Adequate treatment exists for the two primary causes of TSH hypersecretion. TSH-secreting pituitary adenomas are treated with surgery and, if necessary, adjuvant pituitary radiotherapy. The results are generally good if the tumor is diagnosed and treated at an early stage. Primary therapy for hyperthyroidism due to selective pituitary resistance to thyroid hormone is aimed at suppression of pituitary TSH hypersecretion. The evaluation of any patient with hyperthyroidism must be thorough and, in some cases, should include measurement of TSH to determine the presence of inappropriate secretion. Eliminating this diagnosis will help avoid improper and potentially harmful treatment of hyperthyroid patients.

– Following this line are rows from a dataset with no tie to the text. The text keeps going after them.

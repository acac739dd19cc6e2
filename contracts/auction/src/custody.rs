//! Fund and asset movements between participants and the ledger.
//!
//! Every transfer goes through a `try_*` client call so a failing token or
//! NFT contract surfaces as [`Error::TransferFailed`] instead of a trap.
//! Nothing here retries.

use soroban_sdk::{contractclient, token, Address, Env};

use crate::types::LedgerConfig;
use crate::Error;

/// The subset of the livestock NFT contract the ledger relies on.
#[allow(dead_code)]
#[contractclient(name = "NftRegistryClient")]
pub trait NftRegistry {
    fn owner_of(env: Env, token_id: u64) -> Option<Address>;
    fn transfer(env: Env, from: Address, to: Address, token_id: u64);
}

fn settled<T, C, I>(result: Result<Result<T, C>, I>) -> Result<T, Error> {
    match result {
        Ok(Ok(value)) => Ok(value),
        _ => Err(Error::TransferFailed),
    }
}

pub fn token_owner(env: &Env, config: &LedgerConfig, token_id: u64) -> Option<Address> {
    let nft = NftRegistryClient::new(env, &config.nft_contract);
    match nft.try_owner_of(&token_id) {
        Ok(Ok(owner)) => owner,
        _ => None,
    }
}

/// Move `token_id` from the seller into the ledger's custody.
pub fn escrow_token(
    env: &Env,
    config: &LedgerConfig,
    seller: &Address,
    token_id: u64,
) -> Result<(), Error> {
    let nft = NftRegistryClient::new(env, &config.nft_contract);
    settled(nft.try_transfer(seller, &env.current_contract_address(), &token_id))
}

/// Hand an escrowed token to its final owner.
pub fn release_token(
    env: &Env,
    config: &LedgerConfig,
    to: &Address,
    token_id: u64,
) -> Result<(), Error> {
    let nft = NftRegistryClient::new(env, &config.nft_contract);
    settled(nft.try_transfer(&env.current_contract_address(), to, &token_id))
}

/// Pull `amount` of the payment token from `from` into the ledger.
pub fn collect_payment(
    env: &Env,
    config: &LedgerConfig,
    from: &Address,
    amount: i128,
) -> Result<(), Error> {
    if amount == 0 {
        return Ok(());
    }
    let token_client = token::TokenClient::new(env, &config.payment_token);
    settled(token_client.try_transfer(from, &env.current_contract_address(), &amount))
}

/// Pay `amount` of the payment token out of the ledger to `to`.
pub fn pay_out(env: &Env, config: &LedgerConfig, to: &Address, amount: i128) -> Result<(), Error> {
    if amount == 0 {
        return Ok(());
    }
    let token_client = token::TokenClient::new(env, &config.payment_token);
    settled(token_client.try_transfer(&env.current_contract_address(), to, &amount))
}
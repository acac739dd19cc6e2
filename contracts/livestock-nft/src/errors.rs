use soroban_sdk::contracterror;

#[contracterror]
#[derive(Copy, Clone, Debug, Eq, PartialEq, PartialOrd, Ord)]
#[repr(u32)]
pub enum Error {
    TokenNotFound = 200,
    NotOwner = 201,
    InvalidMetadata = 202,
}
// Copyright (c) 2025 Ronan LE MEILLAT, SCTG Development
// This file is part of the rust-acremote project and is licensed under the
// SCTG Development Non-Commercial License v1.0 (see LICENSE.md for details).

//! Bounded asynchronous task executor
//!
//! Decouples touch-rate event production from command execution. Submission
//! never blocks: the intake queue has a fixed capacity and evicts its oldest
//! undispatched entry when full, so the newest request always wins over a
//! stale one. The single consumer paces dispatch decisions and tracks the
//! number of in-flight tasks; once that cap is reached further items are
//! dropped rather than queued behind a slow command.
//!
//! Queue capacity and the in-flight cap deliberately share one configured
//! number. A dispatched task owns its own failure handling; the executor
//! neither observes nor retries task errors, so one failing button press
//! cannot affect the executor's liveness.

use std::collections::VecDeque;
use std::future::Future;
use std::pin::Pin;
use std::sync::atomic::{AtomicBool, Ordering};
use std::sync::Mutex;
use std::time::Duration;

use log::{debug, warn};
use tokio::sync::Notify;
use tokio::task::JoinSet;

type TaskFuture = Pin<Box<dyn Future<Output = ()> + Send + 'static>>;

/// One queued unit of work: a label for the logs and the future to run.
struct ScheduledTask {
    label: &'static str,
    future: TaskFuture,
}

/// Throttled task runner with overload shedding.
pub struct BoundedExecutor {
    queue: Mutex<VecDeque<ScheduledTask>>,
    wakeup: Notify,
    closed: AtomicBool,
    max_concurrency: usize,
    execute_interval: Duration,
}

impl BoundedExecutor {
    /// Create an executor with the given queue capacity (shared with the
    /// in-flight cap) and dispatch pacing interval.
    pub fn new(max_concurrency: usize, execute_interval: Duration) -> Self {
        Self {
            queue: Mutex::new(VecDeque::with_capacity(max_concurrency)),
            wakeup: Notify::new(),
            closed: AtomicBool::new(false),
            max_concurrency,
            execute_interval,
        }
    }

    /// Enqueue a task without blocking.
    ///
    /// If the queue is full the oldest undispatched entry is evicted
    /// (logged) to make room. Submissions after [`stop`](Self::stop) are
    /// discarded.
    pub fn submit<F>(&self, label: &'static str, future: F)
    where
        F: Future<Output = ()> + Send + 'static,
    {
        if self.closed.load(Ordering::SeqCst) {
            debug!("Executor closed, discarding task '{}'", label);
            return;
        }

        {
            let mut queue = self.queue.lock().unwrap();

            // if queue's full then drop the oldest item and add the new one
            if queue.len() >= self.max_concurrency {
                if let Some(evicted) = queue.pop_front() {
                    debug!("Queue full, dropped task '{}'", evicted.label);
                }
            }

            queue.push_back(ScheduledTask {
                label,
                future: Box::pin(future),
            });
        }

        self.wakeup.notify_one();
    }

    /// Drain the queue and dispatch tasks until stopped.
    ///
    /// The single consumer. Each drained item is dispatched into the
    /// executor's own task group when fewer than `max_concurrency` children
    /// are in flight, and dropped (logged) otherwise. A fixed pacing sleep
    /// separates dispatch decisions. After [`stop`](Self::stop) the
    /// remaining queue is drained and any children still outstanding are
    /// force-cancelled.
    pub async fn run(&self) {
        let mut in_flight: JoinSet<()> = JoinSet::new();

        loop {
            let task = loop {
                if let Some(task) = self.queue.lock().unwrap().pop_front() {
                    break Some(task);
                }
                if self.closed.load(Ordering::SeqCst) {
                    break None;
                }
                self.wakeup.notified().await;
            };

            let Some(task) = task else { break };

            // reap finished children before the admission check
            while in_flight.try_join_next().is_some() {}

            if in_flight.len() < self.max_concurrency {
                debug!("Dispatching task '{}'", task.label);
                in_flight.spawn(task.future);
            } else {
                warn!("Executor saturated, dropping task '{}'", task.label);
            }

            tokio::time::sleep(self.execute_interval).await;
        }

        if !in_flight.is_empty() {
            debug!("Cancelling {} outstanding task(s)", in_flight.len());
            in_flight.shutdown().await;
        }

        debug!("Executor stopped");
    }

    /// Close the intake side so the consumer terminates once drained.
    pub fn stop(&self) {
        self.closed.store(true, Ordering::SeqCst);
        self.wakeup.notify_one();
    }
}

#[cfg(test)]
mod tests {
    use super::*;

    use std::sync::atomic::AtomicUsize;
    use std::sync::Arc;

    fn labels(executor: &BoundedExecutor) -> Vec<&'static str> {
        executor
            .queue
            .lock()
            .unwrap()
            .iter()
            .map(|task| task.label)
            .collect()
    }

    #[tokio::test]
    async fn executes_submitted_tasks() {
        let executor = Arc::new(BoundedExecutor::new(4, Duration::from_millis(1)));
        let counter = Arc::new(AtomicUsize::new(0));

        for _ in 0..3 {
            let counter = counter.clone();
            executor.submit("count", async move {
                counter.fetch_add(1, Ordering::SeqCst);
            });
        }

        let runner = executor.clone();
        let handle = tokio::spawn(async move { runner.run().await });

        tokio::time::sleep(Duration::from_millis(50)).await;
        executor.stop();
        handle.await.unwrap();

        assert_eq!(counter.load(Ordering::SeqCst), 3);
    }

    #[tokio::test]
    async fn full_queue_evicts_the_oldest_undispatched_entry() {
        // no consumer running: everything stays queued
        let executor = BoundedExecutor::new(2, Duration::from_millis(1));

        executor.submit("first", async {});
        executor.submit("second", async {});
        executor.submit("third", async {});

        assert_eq!(labels(&executor), vec!["second", "third"]);
    }

    #[tokio::test]
    async fn saturated_executor_drops_instead_of_queueing() {
        let executor = Arc::new(BoundedExecutor::new(2, Duration::from_millis(1)));

        // two children that never complete on their own
        executor.submit("slow-1", std::future::pending());
        executor.submit("slow-2", std::future::pending());

        let runner = executor.clone();
        let handle = tokio::spawn(async move { runner.run().await });

        // both slow tasks get dispatched and pin the in-flight cap
        tokio::time::sleep(Duration::from_millis(50)).await;

        let flag = Arc::new(AtomicBool::new(false));
        let observer = flag.clone();
        executor.submit("dropped", async move {
            observer.store(true, Ordering::SeqCst);
        });

        tokio::time::sleep(Duration::from_millis(100)).await;
        assert!(!flag.load(Ordering::SeqCst), "task should have been dropped");

        // stop force-cancels the two pending children
        executor.stop();
        handle.await.unwrap();
        assert!(!flag.load(Ordering::SeqCst));
    }

    #[tokio::test]
    async fn stop_drains_the_queue_before_terminating() {
        let executor = Arc::new(BoundedExecutor::new(4, Duration::from_millis(1)));
        let flag = Arc::new(AtomicBool::new(false));

        let observer = flag.clone();
        executor.submit("late", async move {
            observer.store(true, Ordering::SeqCst);
        });
        executor.stop();

        executor.run().await;
        // the dispatched child may still be settling
        tokio::time::sleep(Duration::from_millis(20)).await;

        assert!(flag.load(Ordering::SeqCst));
    }
}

不适当促甲状腺激素(TSH)分泌综合征的特征是血清游离甲状腺素和三碘甲状腺原氨酸水平升高,同时伴有可检测到的血清TSH浓度,它仍然是一种不太常见的甲状腺功能亢进病因,但其被识别的频率正在增加。甲状腺功能亢进可能是由于垂体肿瘤性TSH分泌或垂体对甲状腺激素的选择性抵抗所致。为了更好地理解这种罕见的甲状腺功能亢进病因,我们对本机构处理该病症的经验进行了回顾性分析。
我们回顾了因TSH分泌不当综合征导致甲状腺功能亢进的累积经验(10例患者)。
6例患者被诊断为分泌TSH的垂体腺瘤,4例被发现存在垂体对甲状腺激素的选择性抵抗。1例肿瘤患者在多发性内分泌肿瘤综合征背景下患有分泌TSH的垂体腺瘤。在所有肿瘤患者中,经蝶窦腺瘤切除术联合或不联合垂体放疗成功治疗了甲状腺功能亢进。所有4例垂体抵抗患者在正确诊断之前均接受了甲状腺消融或切除术。因此,该组患者的治疗包括甲状腺激素替代以及抑制TSH分泌过多的措施。所有10例患者临床情况良好,随访时间从2周至13年不等。
对于TSH分泌过多的两种主要病因均有充分的治疗方法。分泌TSH的垂体腺瘤采用手术治疗,必要时辅以垂体放疗。如果肿瘤在早期被诊断和治疗,结果通常良好。因垂体对甲状腺激素选择性抵抗导致的甲状腺功能亢进的主要治疗方法旨在抑制垂体TSH分泌过多。对任何甲状腺功能亢进患者的评估都必须全面,在某些情况下,应包括测定TSH以确定是否存在不适当分泌。排除该诊断有助于避免对甲状腺功能亢进患者进行不适当且可能有害的治疗。